By Adrienne Martini 12/28/2005
Andre Norton by David Krall
The clearest sign that the life of genre writer Andre Norton hasn’t gotten the respect it deserves is the fact that many of the millions of people who have read her books probably assume that she was a he. While her contemporaries Robert Heinlein and Isaac Asimov rest in both peace and glory, Norton is little more than a footnote, which is a pity, given how her career pushed through gender boundaries in the field and made it possible for other women to pursue the same course.
Norton’s life lacked the legendary drama of Alice Sheldon’s (writing under the name James Tiptree Jr., Sheldon also broke through science-fiction gender boundaries before killing herself in 1987, just as her work was becoming revered), but nonetheless Norton would not have had the success she did without her pseudonym. In 1934, publishers informed the Cleveland native that her first professional sale—the boys’ adventure story The Prince Commands—would capture a wider audience if it appeared to be written by a man. Alice Mary Norton morphed into Andre and, by the time of her death March 17, at age 93, “Andre” and her other male personas, Allen Weston and Andrew North, had published more than 130 novels and 100 short stories in genres ranging from straight-up science fiction to mysteries to westerns.

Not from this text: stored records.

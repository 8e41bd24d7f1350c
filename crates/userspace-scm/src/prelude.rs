//! Prelude module - commonly used types for convenient import.
//!
//! Use `use userspace_scm::prelude::*;` to import all essential types.

// Orchestration
pub use crate::{BuildContext, JobContext, UserspaceScm};

// Settings
pub use crate::{PinnedRevision, PollingMode, ScmSettings};

// Changelogs and links
pub use crate::{ChangeEntry, ChangeLogSet, ChangelogParser, RepositoryBrowser};

// Persistence
pub use crate::{FileRevisionStore, InMemoryRevisionStore, RevisionStore};

// Registry
pub use crate::{ScmRegistry, scm_identity_key};

// Errors
pub use crate::{ScmError, ScmResult};

// Protocol types that cross the host boundary
pub use userspace_protocol::{BaselineState, ChangeKind, PollingDecision, RevisionState};
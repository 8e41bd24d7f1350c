//! Changelog parsing.
//!
//! A checkout that requests a changelog stores the delegate's output verbatim.
//! Turning those bytes into entries is done later by a [`ChangelogParser`].
//!
//! # Default grammar
//!
//! [`HeaderBlockParser`] reads entries separated by lines consisting of
//! `---`. Each entry starts with `Key: value` header lines followed by a blank
//! line, and everything after that is the message:
//!
//! ```text
//! Revision: 4f2a9c1
//! Author: Ada Lovelace <ada@example.com>
//! Date: 2024-03-01T12:00:00Z
//!
//! Fix the analytical engine
//! ---
//! Revision: 77b01de
//!
//! Second change
//! ```
//!
//! `revision`, `author` and `date` (RFC 3339) are recognised case-insensitively.
//! Other headers are kept in [`ChangeEntry::extra`]. The leading lines only
//! count as headers when at least one of them is a recognised key and they are
//! followed by a blank line or the end of the entry. Otherwise the whole entry
//! is message, so a subject such as `Fix: handle empty head` stays intact.

use std::collections::BTreeMap;
use std::fmt::Debug;

use chrono::{DateTime, Utc};
use serde::{Deserialize, Serialize};

use crate::error::{ScmError, ScmResult};

/// Line separating entries in the default grammar.
pub const ENTRY_SEPARATOR: &str = "---";

/// One change reported by the delegate.
#[derive(Debug, Clone, Default, PartialEq, Eq, Serialize, Deserialize)]
pub struct ChangeEntry {
    /// Revision token of the change.
    #[serde(default, skip_serializing_if = "Option::is_none")]
    pub revision: Option<String>,
    /// Author as reported.
    #[serde(default, skip_serializing_if = "Option::is_none")]
    pub author: Option<String>,
    /// When the change was made.
    #[serde(default, skip_serializing_if = "Option::is_none")]
    pub timestamp: Option<DateTime<Utc>>,
    /// Free-form message.
    pub message: String,
    /// Headers the core does not interpret.
    #[serde(default, skip_serializing_if = "BTreeMap::is_empty")]
    pub extra: BTreeMap<String, String>,
}

impl ChangeEntry {
    /// Entry holding only a message.
    #[must_use]
    pub fn message_only(message: impl Into<String>) -> Self {
        Self {
            message: message.into(),
            ..Self::default()
        }
    }

    /// First line of the message.
    #[must_use]
    pub fn summary(&self) -> &str {
        self.message.lines().next().unwrap_or_default()
    }
}

/// Parsed changelog of one build.
#[derive(Debug, Clone, PartialEq, Eq, Serialize, Deserialize)]
pub struct ChangeLogSet {
    /// Build the changelog belongs to.
    pub build_id: String,
    /// Entries in delegate order.
    pub entries: Vec<ChangeEntry>,
}

impl ChangeLogSet {
    /// Whether there are no entries.
    #[must_use]
    pub fn is_empty(&self) -> bool {
        self.entries.is_empty()
    }

    /// Number of entries.
    #[must_use]
    pub fn len(&self) -> usize {
        self.entries.len()
    }

    /// Iterate over entries.
    pub fn iter(&self) -> std::slice::Iter<'_, ChangeEntry> {
        self.entries.iter()
    }
}

impl<'a> IntoIterator for &'a ChangeLogSet {
    type Item = &'a ChangeEntry;
    type IntoIter = std::slice::Iter<'a, ChangeEntry>;

    fn into_iter(self) -> Self::IntoIter {
        self.entries.iter()
    }
}

/// Turns persisted changelog bytes into entries.
pub trait ChangelogParser: Send + Sync + Debug {
    /// Short name for logs and configuration.
    fn name(&self) -> &'static str;

    /// Parse the raw bytes written during checkout.
    ///
    /// # Errors
    ///
    /// Returns [`ScmError::MalformedChangelog`] if the bytes break the grammar.
    fn parse(&self, raw: &[u8]) -> ScmResult<Vec<ChangeEntry>>;
}

/// Treats the whole blob as a single entry.
#[derive(Debug, Clone, Copy, Default)]
pub struct RawParser;

impl ChangelogParser for RawParser {
    fn name(&self) -> &'static str {
        "raw"
    }

    fn parse(&self, raw: &[u8]) -> ScmResult<Vec<ChangeEntry>> {
        let text = String::from_utf8_lossy(raw);
        let text = text.trim();
        if text.is_empty() {
            return Ok(Vec::new());
        }
        Ok(vec![ChangeEntry::message_only(text)])
    }
}

/// `Key: value` headers followed by a message, entries split by `---`.
#[derive(Debug, Clone, Copy, Default)]
pub struct HeaderBlockParser;

impl HeaderBlockParser {
    fn header(line: &str) -> Option<(&str, &str)> {
        let (key, value) = line.split_once(':')?;
        let valid = !key.is_empty()
            && key
                .chars()
                .all(|c| c.is_ascii_alphanumeric() || c == '-' || c == '_');
        valid.then(|| (key, value.trim()))
    }

    fn is_known(key: &str) -> bool {
        ["revision", "author", "date"]
            .iter()
            .any(|known| key.eq_ignore_ascii_case(known))
    }

    /// Number of leading lines that form the header section, zero if none.
    fn header_len(lines: &[(usize, &str)]) -> usize {
        let run = lines
            .iter()
            .take_while(|(_, line)| Self::header(line).is_some())
            .count();
        let closed = lines
            .get(run)
            .is_none_or(|(_, line)| line.trim().is_empty());
        let known = lines
            .iter()
            .take(run)
            .filter_map(|(_, line)| Self::header(line))
            .any(|(key, _)| Self::is_known(key));
        if closed && known { run } else { 0 }
    }

    fn parse_block(lines: &[(usize, &str)]) -> ScmResult<Option<ChangeEntry>> {
        let mut entry = ChangeEntry::default();
        let (headers, rest) = lines.split_at(Self::header_len(lines));

        for (line_no, line) in headers {
            let Some((key, value)) = Self::header(line) else {
                continue;
            };
            match key.to_ascii_lowercase().as_str() {
                "revision" => entry.revision = Some(value.to_owned()),
                "author" => entry.author = Some(value.to_owned()),
                "date" => {
                    let parsed = DateTime::parse_from_rfc3339(value).map_err(|e| {
                        ScmError::MalformedChangelog {
                            line: *line_no,
                            message: format!("invalid date {value:?}: {e}"),
                        }
                    })?;
                    entry.timestamp = Some(parsed.with_timezone(&Utc));
                },
                _ => {
                    entry.extra.insert(key.to_owned(), value.to_owned());
                },
            }
        }

        let message = rest
            .iter()
            .map(|(_, line)| *line)
            .collect::<Vec<_>>()
            .join("\n");
        entry.message = message.trim().to_owned();

        let is_blank = entry.message.is_empty()
            && entry.revision.is_none()
            && entry.author.is_none()
            && entry.timestamp.is_none()
            && entry.extra.is_empty();
        Ok((!is_blank).then_some(entry))
    }
}

impl ChangelogParser for HeaderBlockParser {
    fn name(&self) -> &'static str {
        "header-block"
    }

    fn parse(&self, raw: &[u8]) -> ScmResult<Vec<ChangeEntry>> {
        let text = String::from_utf8_lossy(raw);
        let mut entries = Vec::new();
        let mut block: Vec<(usize, &str)> = Vec::new();

        for (line_no, line) in (1_usize..).zip(text.lines()) {
            if line.trim_end() == ENTRY_SEPARATOR {
                entries.extend(Self::parse_block(&block)?);
                block.clear();
            } else {
                block.push((line_no, line.trim_end_matches('\r')));
            }
        }
        entries.extend(Self::parse_block(&block)?);

        Ok(entries)
    }
}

A fair portion of her work, most notably the 20-plus book Witch World series, was aimed at the young adult reader. Still, a few grownups in the know devoured her tightly plotted fantasies with glee.

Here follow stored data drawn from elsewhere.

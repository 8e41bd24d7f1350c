//! Mock container backend.

use async_trait::async_trait;
use std::collections::VecDeque;
use std::sync::{Arc, Mutex};

use userspace_delegate::{
    ContainerBackend, ContainerSpec, DelegateError, DelegateOutput, DelegateResult,
    ExecutionContext,
};
use userspace_protocol::Command;

/// One queued reply.
#[derive(Debug, Clone)]
pub enum ScriptedReply {
    /// Return this output.
    Output(DelegateOutput),
    /// Never finish; only cancellation ends the call.
    Hang,
    /// Fail as if the backend could not be started.
    SpawnFailure(String),
}

/// A recorded call.
#[derive(Debug, Clone)]
pub struct Invocation {
    /// The spec the call ran against.
    pub spec: ContainerSpec,
    /// The execution context supplied.
    pub context: ExecutionContext,
    /// The command as decoded back from its wire form.
    pub command: Command,
    /// The wire form as the delegate would receive it.
    pub wire: Vec<String>,
}

/// Backend that replays queued replies and records every call.
///
/// Uses `std::sync::Mutex` so builder methods work without a runtime.
#[derive(Debug, Clone, Default)]
pub struct ScriptedBackend {
    replies: Arc<Mutex<VecDeque<ScriptedReply>>>,
    invocations: Arc<Mutex<Vec<Invocation>>>,
}

impl ScriptedBackend {
    /// Create a backend with an empty reply queue.
    #[must_use]
    pub fn new() -> Self {
        Self::default()
    }

    /// Queue a reply.
    #[must_use]
    pub fn with_reply(self, reply: ScriptedReply) -> Self {
        self.queue(reply);
        self
    }

    /// Queue a successful reply with the given stdout.
    #[must_use]
    pub fn with_stdout(self, stdout: impl Into<Vec<u8>>) -> Self {
        self.with_reply(ScriptedReply::Output(DelegateOutput::success(stdout)))
    }

    /// Queue a failing reply.
    #[must_use]
    pub fn with_failure(self, exit_code: i32, stderr: &str) -> Self {
        self.with_reply(ScriptedReply::Output(DelegateOutput {
            exit_code: Some(exit_code),
            stdout: Vec::new(),
            stderr: stderr.as_bytes().to_vec(),
        }))
    }

    /// Queue a reply that never completes.
    #[must_use]
    pub fn with_hang(self) -> Self {
        self.with_reply(ScriptedReply::Hang)
    }

    /// Queue a reply.
    pub fn queue(&self, reply: ScriptedReply) {
        if let Ok(mut guard) = self.replies.lock() {
            guard.push_back(reply);
        }
    }

    /// All calls made so far.
    #[must_use]
    pub fn invocations(&self) -> Vec<Invocation> {
        self.invocations
            .lock()
            .map(|guard| guard.clone())
            .unwrap_or_default()
    }

    /// Number of calls made so far.
    #[must_use]
    pub fn invocation_count(&self) -> usize {
        self.invocations.lock().map(|guard| guard.len()).unwrap_or(0)
    }

    /// The most recent call.
    #[must_use]
    pub fn last_invocation(&self) -> Option<Invocation> {
        self.invocations
            .lock()
            .ok()
            .and_then(|guard| guard.last().cloned())
    }

    fn next_reply(&self) -> Option<ScriptedReply> {
        self.replies.lock().ok().and_then(|mut guard| guard.pop_front())
    }
}

#[async_trait]
impl ContainerBackend for ScriptedBackend {
    fn name(&self) -> &'static str {
        "scripted"
    }

    async fn execute(
        &self,
        spec: &ContainerSpec,
        context: &ExecutionContext,
        command: &Command,
    ) -> DelegateResult<DelegateOutput> {
        let wire = command.encode();
        let decoded = Command::decode_wire(&wire).map_err(|e| DelegateError::Spawn {
            program: "scripted".to_owned(),
            source: std::io::Error::new(std::io::ErrorKind::InvalidInput, e.to_string()),
        })?;

        if let Ok(mut guard) = self.invocations.lock() {
            guard.push(Invocation {
                spec: spec.clone(),
                context: context.clone(),
                command: decoded,
                wire,
            });
        }

        match self.next_reply() {
            Some(ScriptedReply::Output(output)) => Ok(output),
            Some(ScriptedReply::Hang) => std::future::pending().await,
            Some(ScriptedReply::SpawnFailure(message)) => Err(DelegateError::Spawn {
                program: spec.image.clone(),
                source: std::io::Error::new(std::io::ErrorKind::NotFound, message),
            }),
            None => Err(DelegateError::Spawn {
                program: spec.image.clone(),
                source: std::io::Error::other(format!(
                    "no scripted reply queued for {}",
                    command.verb()
                )),
            }),
        }
    }
}

#[cfg(test)]
mod tests {
    use super::*;
    use userspace_protocol::{ArgName, Verb};

    #[tokio::test]
    async fn test_replays_in_order_and_records() {
        let backend = ScriptedBackend::new().with_stdout("one").with_failure(2, "bad");
        let command = Command::new(Verb::Compare).arg(ArgName::Head, Some("main"));

        let first = backend
            .execute(
                &ContainerSpec::new("img"),
                &ExecutionContext::local(),
                &command,
            )
            .await
            .unwrap();
        assert_eq!(first.stdout, b"one");

        let second = backend
            .execute(
                &ContainerSpec::new("img"),
                &ExecutionContext::local(),
                &command,
            )
            .await
            .unwrap();
        assert_eq!(second.exit_code, Some(2));

        assert_eq!(backend.invocation_count(), 2);
        let last = backend.last_invocation().unwrap();
        assert_eq!(last.command, command);
        assert_eq!(last.wire, vec!["COMMAND", "compare", "HEAD", "main"]);
    }

    #[tokio::test]
    async fn test_empty_queue_is_error() {
        let backend = ScriptedBackend::new();
        let result = backend
            .execute(
                &ContainerSpec::new("img"),
                &ExecutionContext::local(),
                &Command::new(Verb::Identify),
            )
            .await;
        assert!(matches!(result, Err(DelegateError::Spawn { .. })));
    }

    #[tokio::test]
    async fn test_hang_is_cancellable_through_invoker() {
        let backend = ScriptedBackend::new().with_hang();
        let invoker = userspace_delegate::DelegateInvoker::new(
            Arc::new(backend.clone()),
            ContainerSpec::new("img"),
        );
        let cancel = tokio_util::sync::CancellationToken::new();
        let trigger = cancel.clone();
        tokio::spawn(async move {
            tokio::time::sleep(std::time::Duration::from_millis(20)).await;
            trigger.cancel();
        });

        let err = invoker
            .run(
                &ExecutionContext::local(),
                &cancel,
                &Command::new(Verb::Identify),
            )
            .await
            .unwrap_err();
        assert!(matches!(err, DelegateError::Cancelled));
        assert_eq!(backend.invocation_count(), 1);
    }
}
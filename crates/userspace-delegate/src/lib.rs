//! Userspace Delegate - executes protocol commands inside a container.
//!
//! The [`DelegateInvoker`] takes a [`Command`](userspace_protocol::Command),
//! hands it to a [`ContainerBackend`] in an [`ExecutionContext`], and returns
//! the raw stdout. It never interprets that output; decoding belongs to
//! `userspace-protocol`.
//!
//! # Backends
//!
//! - [`DockerBackend`]: `docker run --rm -i <image>` with each wire pair passed
//!   as `--env NAME=VALUE` and the workspace mounted at `/workspace`
//! - [`LocalProcessBackend`]: runs the image reference as a local executable
//!   with the pairs as environment variables
//!
//! Both pipe the opaque container config to the delegate's stdin.
//!
//! # Cancellation
//!
//! Every invocation races the caller's
//! [`CancellationToken`](tokio_util::sync::CancellationToken). When the token
//! fires first the backend future is dropped, which kills the child process,
//! and the call fails with [`DelegateError::Cancelled`].

#![deny(unsafe_code)]
#![deny(missing_docs)]
#![deny(clippy::all)]
#![warn(unreachable_pub)]
#![deny(clippy::unwrap_used)]
#![cfg_attr(test, allow(clippy::unwrap_used))]

pub mod prelude;

pub mod backend;
pub mod context;
pub mod error;
pub mod invoker;
pub mod spec;

pub use backend::{ContainerBackend, DelegateOutput, DockerBackend, LocalProcessBackend};
pub use context::ExecutionContext;
pub use error::{DelegateError, DelegateResult};
pub use invoker::DelegateInvoker;
pub use spec::ContainerSpec;
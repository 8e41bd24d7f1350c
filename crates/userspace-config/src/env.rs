//! Environment variable fallbacks.
//!
//! `USERSPACE_SCM_*` variables fill in fields a config file leaves unset.
//! They sit between the embedded defaults and the file in precedence.

use std::collections::HashMap;

use tracing::debug;

/// Prefix shared by all recognised variables.
pub const ENV_PREFIX: &str = "USERSPACE_SCM_";

/// Variable name, section, key.
const ENV_FIELDS: &[(&str, &str, &str)] = &[
    ("USERSPACE_SCM_IMAGE", "scm", "image"),
    ("USERSPACE_SCM_CONFIG", "scm", "config"),
    ("USERSPACE_SCM_HEAD", "scm", "head"),
    ("USERSPACE_SCM_REVISION", "scm", "revision"),
    ("USERSPACE_SCM_LOG", "logging", "level"),
];

/// Snapshot the process environment, keeping only `USERSPACE_SCM_*`.
#[must_use]
pub fn collect_env_vars() -> HashMap<String, String> {
    std::env::vars()
        .filter(|(key, _)| key.starts_with(ENV_PREFIX))
        .collect()
}

/// Build a TOML overlay from recognised variables. Empty values are ignored.
#[must_use]
pub fn env_overlay(env: &HashMap<String, String>) -> toml::Value {
    let mut root = toml::Table::new();

    for (var, section, key) in ENV_FIELDS {
        let Some(value) = env.get(*var).filter(|v| !v.is_empty()) else {
            continue;
        };
        debug!(var, field = %format!("{section}.{key}"), "using environment fallback");

        let entry = root
            .entry((*section).to_owned())
            .or_insert(toml::Value::Table(toml::Table::new()));
        if let toml::Value::Table(table) = entry {
            table.insert((*key).to_owned(), toml::Value::String(value.clone()));
        }
    }

    toml::Value::Table(root)
}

Norton was more than a prolific writer. Her career sent echoes through the field. Lois McMaster Bujold, C.J. Cherryh, and Joan D. Vinge all credit Norton as an influence in their respective works and, without Norton’s trailblazing success, many of these women may not have found a receptive editor. Plus former librarian Norton pressed books she liked into the hands of everyone she knew and spread the word about new writers through these recommendations. Indeed, Norton actively fostered the development of a community of genre writers through the anthologies she edited, the collaborations she encouraged, and the letters she wrote, one of which was sent to a young Ursula K. Le Guin shortly after her first novel was published. High Hallack, a writer’s retreat and library that she opened in Murfreesboro, Tenn., in 1999 was a physical monument to Norton’s encouragement of other writers. (High Hallack closed when Norton’s health began its decline.)
For all of this, the Science Fiction and Fantasy Writers of America awarded Norton Grand Master status in 1984, where she joined such luminaries as Heinlein and, later, Asimov. She was the first woman to win this honor. While she has since been joined by Le Guin and Anne McCaffrey, it is easy to speculate that even fewer females would be on the list if it weren’t for Norton’s gumption and encouragement. In 2006, Science Fiction and Fantasy Writers of America will hand out the first Andre Norton Award for young adult fiction. Her last novel, Three Hands for Scorpio, was released in April.